Ruggie, JG. 1995. At home abroad, abroad at home: international liberalisation and domestic stability in the new world economy. Millenium: Journal of International Studies 24, no. 3: 507.
Ruggie presents a brief argument about how Carr and Polanyi, though being polar opposite in much of their thought, agreed about the effect of self-regulating market solutions post WWII. This was termed by Ruggie to be the embedded liberal compromise, where states would protect their domestic policies from external shocks from the market, but would also pursue broadly liberal policies internationally. The success of this system, which promoted fixed exchange rates and autonomous monetary policy, eventually led to the rise of the movement of capital and floating exchange rates.
"In this article, I develop a provisional schematic formulation of this new world economy's key institutional features and consequences. I focus on three sets of issues in particular: the growing role of domestic domains as issues over contention in international economic policy; the denationalization of control over significant decisions regarding production, exchange, and employment; and the growing difficulty experienced by governments in living up to their part of the domestic social compact on which post-war liberalization has hinged" (508).
The Financial Times and the Economist both wrote in late 1990s about how, even while we were experiencing the most robust of capitalist situations, that the reality of welfare capitalism was still quite clear: "These two British publications are among the most irrepressible and articulate advocates anywhere of free markets and free trade. What, then, possessed them to worry about the economic security of workers and sustaining welfare capitalism, and, even more curiously, to suggest that governments have a role to play in achieving those objectives? The answer is surprisingly simple. Both realize that the extraordinary success of post-war international l liberalization has hinged on a domestic social compact between state and society. Both see that this social compact is everywhere fraying; and both fear that if it unravels altogether, so will international liberalization" (523).

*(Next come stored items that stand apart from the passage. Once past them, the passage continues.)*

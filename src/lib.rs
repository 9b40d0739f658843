//! Discogs Collection to Spotify Playlist Library
//!
//! This library turns a collection export (a CSV file with artist/title columns, as
//! produced by Discogs) into a Spotify playlist. Every record is matched against the
//! Spotify catalog, the resulting track URIs are written to a freshly created
//! playlist, and a summary of matched and unmatched records is produced.
//!
//! # Modules
//!
//! - `catalog` - Catalog and playlist seams consumed by the pipeline
//! - `cli` - Command-line interface implementations
//! - `collection` - CSV parsing and record normalization
//! - `common` - Catalog API limits and defaults
//! - `config` - Configuration management and environment variables
//! - `error` - Error types
//! - `management` - Persistence of run summaries
//! - `matching` - Tiered matching of records against the catalog
//! - `pipeline` - Run orchestration, pacing, progress and playlist writing
//! - `spotify` - Spotify Web API client implementation
//! - `types` - Data structures and type definitions
//!
//! # Example
//!
//! ```
//! use discofy::{config, cli};
//!
//! #[tokio::main]
//! async fn main() -> discofy::Res<()> {
//!     config::load_env().await?;
//!     // Use CLI functions...
//!     Ok(())
//! }
//! ```

pub mod catalog;
pub mod cli;
pub mod collection;
pub mod common;
pub mod config;
pub mod error;
pub mod management;
pub mod matching;
pub mod pipeline;
pub mod spotify;
pub mod types;

/// A convenient Result type alias for operations that may fail.
///
/// Used where the concrete error does not matter to the caller, such as
/// persisting and loading run summaries.
pub type Res<T> = std::result::Result<T, Box<dyn std::error::Error + Send + Sync>>;

/// Prints an informational message with a blue bullet point.
///
/// # Example
///
/// ```
/// info!("Reading collection from {}", path.display());
/// ```
#[macro_export]
macro_rules! info {
  ($($arg:tt)*) => ({
    use colored::Colorize;
    println!("[{}] {}", "o".blue().bold(), std::format_args!($($arg)*));
  })
}

/// Prints a success message with a green checkmark.
///
/// # Example
///
/// ```
/// success!("Added {} tracks to the playlist", count);
/// ```
#[macro_export]
macro_rules! success {
  ($($arg:tt)*) => ({
    use colored::Colorize;
    println!("[{}] {}", "✓".green().bold(), std::format_args!($($arg)*));
  })
}

/// Prints an error message with a red exclamation mark and exits the program.
///
/// Only used from the command layer for failures that end the run: input errors,
/// setup errors and batch-write errors. Library code returns errors instead.
///
/// # Example
///
/// ```
/// error!("Conversion failed: {}", e);
/// // Program exits here - code after this will not execute
/// ```
#[macro_export]
macro_rules! error {
  ($($arg:tt)*) => ({
    use colored::Colorize;
    println!("[{}] {}", "!".red().bold(), std::format_args!($($arg)*));
    std::process::exit(1);
  })
}

/// Prints a warning message with a yellow exclamation mark.
///
/// # Example
///
/// ```
/// warning!("Could not save run summary: {}", e);
/// ```
#[macro_export]
macro_rules! warning {
  ($($arg:tt)*) => ({
    use colored::Colorize;
    println!("[{}] {}", "!".yellow().bold(), std::format_args!($($arg)*));
  })
}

"The new world economy that has emerged over the past few decades poses significant challenges to governments because it is disembedded in several key dimensions. The first is in its policy templates: the mental maps of spaces and structures within which policy-makers visualize the basic contours of their world...The second, related source of disembeddedness is the world of policy-making itself. International as well as domestic economic policy targets are increasingly elusive because instrumentalities are no longer as effective. This loss of efficacy, in turn, reflects the fact that the theoretical, conceptual, and statistical bases of policy too often still reflect previous policy templates and the cause-effect relations that pertained in that earlier world. Last, the new world economy is increasingly disembedded from the domestic social compact between state and society on which the political viability of the post-war international economic order has hinged. Policy attitudes towards the new world economy have shifted in the direction of neoliberalism to an extent that is beginning to be of concern even to staunch guardians of market orthodoxies in the leading financial journals of Britain and the United States" (525).
"Constructing a contemporary analogue to the embedded liberalism compromise will be a Herculean task" (525).